[LISTED ENTRIES — start]

// Copyright 2025 Aggbench Contributors
// SPDX-License-Identifier: Apache-2.0

//! Rank-based order statistics over benchmark samples.
//!
//! The median is taken positionally: values are sorted ascending, ranked
//! from 1, and the elements at ranks `(n + 1) / 2` and `(n + 2) / 2`
//! (integer division) are averaged. For odd `n` both ranks are the same
//! middle element; for even `n` they are the two central elements. The
//! storage layer runs the same rule in SQL.

use crate::sample::{BenchmarkSample, GroupKey, MedianResult};
use serde::{Deserialize, Serialize};
use std::collections::BTreeMap;

/// Median of `values` in the same unit as the input, or `None` if empty.
pub fn rank_median(values: &[u64]) -> Option<f64> {
    if values.is_empty() {
        return None;
    }

    let mut sorted = values.to_vec();
    sorted.sort_unstable();

    let count = sorted.len();
    let low_rank = (count + 1) / 2;
    let high_rank = (count + 2) / 2;

    let low = sorted[low_rank - 1] as f64;
    let high = sorted[high_rank - 1] as f64;
    Some((low + high) / 2.0)
}

/// Per-group medians of sample durations, in seconds.
///
/// Rows are ordered by group key. Groups are only emitted when they hold at
/// least one sample.
pub fn median_by_group(samples: &[BenchmarkSample]) -> Vec<MedianResult> {
    let mut groups: BTreeMap<GroupKey, Vec<u64>> = BTreeMap::new();
    for sample in samples {
        groups
            .entry(sample.group_key())
            .or_default()
            .push(sample.duration_ms);
    }

    groups
        .into_iter()
        .filter_map(|(key, durations)| {
            rank_median(&durations).map(|median_ms| MedianResult {
                target: key.target,
                database: key.database,
                collection: key.collection,
                median_duration: median_ms / 1_000.0,
            })
        })
        .collect()
}

/// Summary of a set of sample durations.
#[derive(Debug, Clone, PartialEq, Serialize, Deserialize)]
pub struct SampleStats {
    /// Number of samples
    pub count: usize,
    /// Fastest run in milliseconds
    pub min_ms: u64,
    /// Slowest run in milliseconds
    pub max_ms: u64,
    /// Rank median in milliseconds
    pub median_ms: f64,
}

impl SampleStats {
    /// Summarize the durations of `samples`, or `None` if there are none.
    pub fn from_samples(samples: &[BenchmarkSample]) -> Option<Self> {
        let durations: Vec<u64> = samples.iter().map(|s| s.duration_ms).collect();
        let median_ms = rank_median(&durations)?;
        Some(Self {
            count: durations.len(),
            min_ms: durations.iter().copied().min()?,
            max_ms: durations.iter().copied().max()?,
            median_ms,
        })
    }
}

#[cfg(test)]
mod tests {
    use super::*;
    use crate::sample::SampleContext;
    use crate::timing::Timing;
    use chrono::{TimeZone, Utc};

    fn sample(key: &GroupKey, seconds: u64) -> BenchmarkSample {
        let start = Utc.with_ymd_and_hms(2025, 3, 1, 12, 0, 0).unwrap();
        let end = start + chrono::Duration::seconds(seconds as i64);
        let context = SampleContext::new(key.clone(), "7.0.0");
        BenchmarkSample::new(&context, &Timing::from_bounds(start, end))
    }

    #[test]
    fn test_rank_median_odd() {
        assert_eq!(rank_median(&[3, 1, 2]), Some(2.0));
    }

    #[test]
    fn test_rank_median_even() {
        assert_eq!(rank_median(&[4, 1, 3, 2]), Some(2.5));
    }

    #[test]
    fn test_rank_median_singleton_and_empty() {
        assert_eq!(rank_median(&[5]), Some(5.0));
        assert_eq!(rank_median(&[]), None);
    }

    #[test]
    fn test_rank_median_duplicates() {
        assert_eq!(rank_median(&[7, 7, 7, 1]), Some(7.0));
        assert_eq!(rank_median(&[2, 2, 9, 9]), Some(5.5));
    }

    #[test]
    fn test_median_by_group_isolates_groups() {
        let a = GroupKey::new("mongodb://a", "shop", "orders");
        let b = GroupKey::new("mongodb://b", "shop", "orders");
        let samples = vec![
            sample(&a, 1),
            sample(&b, 10),
            sample(&a, 2),
            sample(&a, 3),
            sample(&b, 20),
        ];

        let rows = median_by_group(&samples);
        assert_eq!(rows.len(), 2);
        assert_eq!(rows[0].group_key(), a);
        assert_eq!(rows[0].median_duration, 2.0);
        assert_eq!(rows[1].group_key(), b);
        assert_eq!(rows[1].median_duration, 15.0);
    }

    #[test]
    fn test_sample_stats() {
        let key = GroupKey::new("t", "d", "c");
        let samples: Vec<_> = [4, 1, 3, 2].iter().map(|s| sample(&key, *s)).collect();

        let stats = SampleStats::from_samples(&samples).unwrap();
        assert_eq!(stats.count, 4);
        assert_eq!(stats.min_ms, 1_000);
        assert_eq!(stats.max_ms, 4_000);
        assert_eq!(stats.median_ms, 2_500.0);
        assert!(SampleStats::from_samples(&[]).is_none());
    }
}
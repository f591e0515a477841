// Copyright 2025 Aggbench Contributors
// SPDX-License-Identifier: Apache-2.0

//! Persistent sample storage for aggbench.
//!
//! Samples live in a single SQLite table, `query_performance`, one row per
//! benchmark run. The store is append-only: rows are never updated or
//! deleted here. Medians are computed on demand by a windowed query over
//! the numeric `duration_ms` column.
//!
//! # Modules
//!
//! - [`schema`] - table definition and legacy upgrade
//! - [`store`] - the [`SampleStore`] handle
//! - [`median`] - the grouped median query
//! - [`error`] - storage error type

#![warn(missing_docs, rust_2018_idioms)]
#![deny(unsafe_code)]

pub mod error;
pub mod median;
pub mod schema;
pub mod store;

pub use error::{Result, StoreError};
pub use store::SampleStore;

[LISTED ENTRIES — finish]

EXERCISE GOAL | Where in the entries above does the word "copied" appear? Copy each line that has it.

FINAL ANSWER |
            min_ms: durations.iter().copied().min()?,
            max_ms: durations.iter().copied().max()?,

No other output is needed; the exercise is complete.